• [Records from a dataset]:
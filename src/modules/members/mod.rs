pub mod models;
pub mod service;

use std::sync::Arc;

use async_trait::async_trait;
use axum::extract::{Path, State};
use axum::http::StatusCode;
use axum::routing::{get, post};
use axum::{Json, Router};
use uuid::Uuid;

use biblio_http::error::AppError;
use biblio_kernel::{InitCtx, Module};
use biblio_store::model::{Member, NewMember};
use biblio_store::RecordStore;

use crate::utils;
use models::{CreateMember, UpdateMember};
use service::{MemberError, MemberRegistry};

/// Members module: owns `Member` rows.
pub struct MembersModule {
    members: MemberRegistry,
}

impl MembersModule {
    pub fn new(members: MemberRegistry) -> Self {
        Self { members }
    }
}

#[async_trait]
impl Module for MembersModule {
    fn name(&self) -> &'static str {
        "members"
    }

    async fn init(&self, ctx: &InitCtx<'_>) -> anyhow::Result<()> {
        tracing::info!(
            module = self.name(),
            environment = ?ctx.settings.environment,
            "members module initialized"
        );
        Ok(())
    }

    fn routes(&self) -> Router {
        Router::new()
            .route("/", post(create_member))
            .route(
                "/{id}",
                get(get_member).put(update_member).delete(delete_member),
            )
            .with_state(self.members.clone())
    }
}

impl From<MemberError> for AppError {
    fn from(error: MemberError) -> Self {
        match error {
            MemberError::NotFound => AppError::not_found(error.to_string()),
            MemberError::HasActiveLoans => AppError::bad_request(error.to_string()),
        }
    }
}

async fn create_member(
    State(members): State<MemberRegistry>,
    Json(payload): Json<CreateMember>,
) -> Result<Json<Member>, AppError> {
    validate_member_fields(&payload.member_name)?;

    let member = members.create(NewMember {
        member_name: payload.member_name,
        membership_date: payload.membership_date,
    });
    Ok(Json(member))
}

async fn get_member(
    State(members): State<MemberRegistry>,
    Path(id): Path<Uuid>,
) -> Result<Json<Member>, AppError> {
    members
        .get(id)
        .map(Json)
        .ok_or_else(|| AppError::not_found("member not found"))
}

/// Partial update: omitted fields keep their stored value.
async fn update_member(
    State(members): State<MemberRegistry>,
    Path(id): Path<Uuid>,
    Json(payload): Json<UpdateMember>,
) -> Result<Json<Member>, AppError> {
    if let Some(name) = &payload.member_name {
        validate_member_fields(name)?;
    }

    members
        .update(id, payload)
        .map(Json)
        .ok_or_else(|| AppError::not_found("member not found"))
}

async fn delete_member(
    State(members): State<MemberRegistry>,
    Path(id): Path<Uuid>,
) -> Result<StatusCode, AppError> {
    members.remove(id)?;
    Ok(StatusCode::NO_CONTENT)
}

fn validate_member_fields(member_name: &str) -> Result<(), AppError> {
    match utils::validate_member_name(member_name) {
        Some(detail) => Err(AppError::validation(
            vec![detail],
            "invalid member fields",
        )),
        None => Ok(()),
    }
}

/// Create a new instance of the members module.
pub fn create_module(store: Arc<dyn RecordStore>) -> Arc<dyn Module> {
    Arc::new(MembersModule::new(MemberRegistry::new(store)))
}
use serde::{Deserialize, Serialize};
use time::Date;
use uuid::Uuid;

/// A catalog entry together with its stock of loanable copies.
#[derive(Debug, Clone, PartialEq, Eq, Serialize, Deserialize)]
pub struct Book {
    pub id: Uuid,
    pub title: String,
    pub author: String,
    /// Copies currently on the shelf. Borrowing decrements, returning
    /// increments; the count cannot go negative.
    pub amount: u64,
}

/// Payload for inserting a book row; the store assigns the id.
#[derive(Debug, Clone, Serialize, Deserialize)]
pub struct NewBook {
    pub title: String,
    pub author: String,
    pub amount: u64,
}

/// A registered library member.
#[derive(Debug, Clone, PartialEq, Eq, Serialize, Deserialize)]
pub struct Member {
    pub id: Uuid,
    pub member_name: String,
    pub membership_date: Date,
}

/// Payload for inserting a member row.
#[derive(Debug, Clone, Serialize, Deserialize)]
pub struct NewMember {
    pub member_name: String,
    /// Defaults to the current UTC date when omitted.
    pub membership_date: Option<Date>,
}

/// One active loan: the association between a member and a book. A row
/// exists only while the loan is open; returning the book deletes it.
#[derive(Debug, Clone, PartialEq, Eq, Serialize, Deserialize)]
pub struct BorrowedBook {
    pub id: Uuid,
    pub book_id: Uuid,
    pub member_id: Uuid,
    pub borrowed_date: Date,
}

/// Payload for inserting a loan row.
#[derive(Debug, Clone)]
pub struct NewLoan {
    pub book_id: Uuid,
    pub member_id: Uuid,
    pub borrowed_date: Date,
}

• [Task to carry out]: If a line in the entries holds the string "axum", copy it.

• [Solution below]:
use axum::extract::{Path, State};
use axum::http::StatusCode;
use axum::routing::{get, post};
use axum::{Json, Router};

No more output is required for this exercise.